In the interview, Margvelashvili had also noted he cannot prove that Saakashvili has not committed a crime, but highlighted that in parts of the cases against his predecessor the charges are “absurd.”
Particularly, Margvelashvili said the misappropriation of public funds case, in which Saakashvili is charged, is “absolutely comical.” He added the president has a constitutional right to issue a pardon, referring to Saakashvili being convicted for abuse of power over pardoning former Interior Ministry officials sentenced in a murder case.
“It is legally absurd to try a constitutional right under the criminal code,” Margvelashvili said.
Former President Margvelashvili also stressed Saakashvili could “theoretically” have to answer to a court, “but not in Georgia, under the circumstances of this government and court…”
He also pointed out that despite Saakashvili being charged in absentia by Georgia, other countries did not decide to “detain and hand over” the former President. “None of our partners recognize the fairness of our judiciary,” Margvelashvili added.

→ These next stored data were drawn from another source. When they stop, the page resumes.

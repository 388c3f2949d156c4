//! Chunk and bucket records for the BFC pool (§3 "Allocator chunk/bucket").

use std::collections::BTreeSet;
use std::ptr::NonNull;

/// A stable identifier for a chunk. Chunks are never removed from
/// [`Pool`](super::pool::Pool)'s backing `Vec`; coalescing "deletes" a
/// chunk by marking it dead and unlinking it from the physical chain, so
/// old ids can't be confused with new ones reusing the same slot.
pub type ChunkId = usize;

/// Sentinel meaning "no chunk" (used for `prev`/`next` at region
/// boundaries).
pub const NO_CHUNK: ChunkId = ChunkId::MAX;

/// A node in the pool: a physically contiguous segment of a region.
#[derive(Debug, Clone)]
pub struct Chunk {
    /// Base address of this chunk's memory.
    pub ptr: NonNull<u8>,
    /// The chunk's id (its index into `Pool::chunks`).
    pub id: ChunkId,
    /// Total size of the chunk, in bytes (always a power of two: either a
    /// freshly grown region or the result of splitting one).
    pub size: usize,
    /// The size actually requested by the allocation this chunk serves,
    /// `0` when free.
    pub requested_size: usize,
    /// Whether the chunk is currently handed out to a caller.
    pub in_use: bool,
    /// Id of the chunk immediately before this one in the same region, or
    /// [`NO_CHUNK`] if this is the first chunk in its region.
    pub prev: ChunkId,
    /// Id of the chunk immediately after this one in the same region, or
    /// [`NO_CHUNK`] if this is the last chunk in its region.
    pub next: ChunkId,
    /// Marks a chunk removed by coalescing; its id is never reused but the
    /// slot is skipped everywhere.
    pub dead: bool,
}

impl Chunk {
    /// One past the last address owned by this chunk.
    pub fn end_ptr(&self) -> *const u8 {
        // SAFETY: arithmetic only, no dereference.
        unsafe { self.ptr.as_ptr().add(self.size) }
    }
}

// SAFETY: `ptr` is an opaque base address owned by the chunk's region; all
// access to chunk memory is serialised through `Pool`'s `Mutex`, so `Chunk`
// can be moved across and shared between threads like any other handle.
unsafe impl Send for Chunk {}
unsafe impl Sync for Chunk {}

/// A size class: a best-fit-ordered set of free chunk ids.
///
/// Ordering is `(size, address)` so that within one bucket the smallest
/// adequate chunk wins, with ties broken toward the lowest base address —
/// per §4.B, this keeps regions from drifting toward low-address
/// fragmentation.
#[derive(Debug, Default)]
pub struct Bucket {
    free_chunks: BTreeSet<(usize, usize, ChunkId)>,
}

impl Bucket {
    /// Inserts a free chunk into the bucket's ordered set.
    pub fn insert(&mut self, chunk: &Chunk) {
        self.free_chunks
            .insert((chunk.size, chunk.ptr.as_ptr() as usize, chunk.id));
    }

    /// Removes a chunk from the bucket, if present.
    pub fn remove(&mut self, chunk: &Chunk) {
        self.free_chunks
            .remove(&(chunk.size, chunk.ptr.as_ptr() as usize, chunk.id));
    }

    /// Returns the best-fit chunk id with `size >= requested`, if any.
    pub fn best_fit(&self, requested: usize) -> Option<ChunkId> {
        self.free_chunks
            .range((requested, 0, 0)..)
            .map(|&(_, _, id)| id)
            .next()
    }

    /// True if the bucket currently holds no free chunks.
    pub fn is_empty(&self) -> bool {
        self.free_chunks.is_empty()
    }

    /// All free chunk ids currently in the bucket, in best-fit order.
    pub fn free_ids(&self) -> Vec<ChunkId> {
        self.free_chunks.iter().map(|&(_, _, id)| id).collect()
    }
}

Stressing that he had opposed Saakashvili since the latter’s “very first day in politics,” Margvelashvili said he has to recognize “the political weight” and “personal courage” of the wanted ex-President’s decision to return to Georgia.
Expressing concern that the third President of Georgia, Saakashvili, “now sits in the prison and is on a hunger strike,” Margvelashvili stressed, “no matter how much I like [him] or not I am a citizen of Georgia and I know this is a difficult event for my country.”
Margvelashvili said he is concerned that the third President of Georgia “now sits in the prison and is on a hunger strike.”
Saakashvili, who left the country in November 2013 amidst the end of his second presidential term, was wanted by the Georgian Dream government on multiple charges. He was sentenced in absentia in 2018 on two separate abuse of power charges – three years for pardoning the former Interior Ministry officials, convicted in the high-profile murder case of Sandro Girgvliani, and six years for organizing an attack on opposition MP Valeri Gelashvili.
The Prosecutor’s Office said in a late-night briefing on October 1 that the Interior Ministry is leading an investigation over Saakashvili’s illegal border crossing. In this regard, new charges may be brought against Saakashvili under Article 344 of the Criminal Code of Georgia, punishable by three to five years of prison.